It is very interesting to observe how often we forget the "why's" as compared to the "what's" when talking about approaches and methods. Today we will tackle one such area that software teams should be very familiar with - system design and what we call the "best practices" of designing code (no irony here, it's just that "best practices" sometimes sounds as an oxymoron really).
Businesses evolve and development teams have to catchup or even drive this constant change implementing new products, maintaining them thru their life cycle, and if possibly, even doing this efficiently. And as complex as code is per se, teams have to not as much try to "design it right first time" but rather learn how to keep it healthy during the life of a product. One of the primary methods to sanitize the "code smells" is refactoring which can be applied at the different levels of abstraction from the entire system point of view up to a very low level (class-, method-, or statement level). The method itself is known for long time and a lot of books and blog posts published on this topic (some of them are worth very high praise like Martin Fowler's "Refactoring" or Bob Martin's "Clean Code", I love these books and I suggest them).
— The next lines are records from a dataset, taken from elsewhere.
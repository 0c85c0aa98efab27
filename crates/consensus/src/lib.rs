//! ChunkPaxos: per-chunk placement consensus.
//!
//! Writing different chunks never conflicts, so each chunk runs its own
//! single-decree instance and instances run fully in parallel. A single
//! coordinator acts as proposer, acceptor, and learner for its own
//! metadata; storage nodes participate passively through idempotent HEAD
//! probes against the chunk (or fragment) they hold.

mod ballot;
mod proposer;

pub use ballot::{Ballot, BallotGenerator};
pub use proposer::{Proposal, Proposer, ProposerConfig};

pub type Result<T> = std::result::Result<T, Error>;

#[derive(Debug, thiserror::Error)]
pub enum Error {
    #[error("proposal requires at least one node")]
    EmptyNodeSet,
    #[error("{phase} phase reached {got} of {need} required nodes")]
    QuorumNotReached {
        phase: &'static str,
        got: usize,
        need: usize,
    },
    #[error("ballot conflict: {node} carries ballot {theirs}, ours is {ours}")]
    BallotConflict { node: String, theirs: u64, ours: u64 },
    #[error("checksum mismatch on {node} for '{resource}'")]
    ChecksumMismatch { node: String, resource: String },
    #[error("metadata store failure")]
    Store(#[from] metadata::Error),
}

impl Error {
    /// Whether a fresh ballot and another attempt could still succeed.
    pub fn is_retryable(&self) -> bool {
        matches!(
            self,
            Error::QuorumNotReached { .. }
                | Error::BallotConflict { .. }
                | Error::ChecksumMismatch { .. }
        )
    }
}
But here comes one big problem: both the programming paradigms (namely OOP) and refactoring patterns that reflect best practices within these paradigms spawn a gap between what system should do (let's call it scenarios for now; e.g.: "login scenario" or "book a flight scenario") and the way it is implemented. One may say: well, but code is low level of abstraction that implements the much more "abstract" requirements. That is only partially true, as the OO analysis suggests: entities of the business domain should be reflected in the system object model and their behaviors encapsulated respectively. So, in other words, there very likely to be classes like "Account", "Contact", "Lead", "Pipeline" etc if we are implementing a CRM system, for example. Of course there will be more, in fact, a whole bunch of auxiliary objects that perform system level functions (like controlling the UI, accessing external web services, or persisting data to a DB etc), but point is that the domain gets reflected in the code. And that is without doubt a good thing. The Problem is though that neither of these classes (domain entities) directly cause defects in software, defects are not in entities in other words, defects lay in scenarios. And unlike domain entities, that are represented as solid "chunks" of code, scenarios are chaotically spread across the system and involve multiple different entities in different context each time. To illustrate this: if you ask a tester on the team, what's the most severe defect in the current system build, he would say something like: zip code not validating during the sign-up - actually referring to a scenario. Whilst if you ask a developer, where exactly this defect is - it would make her think harder as this scenario is not a kind of specific entity or structure in the code she could logically refer to.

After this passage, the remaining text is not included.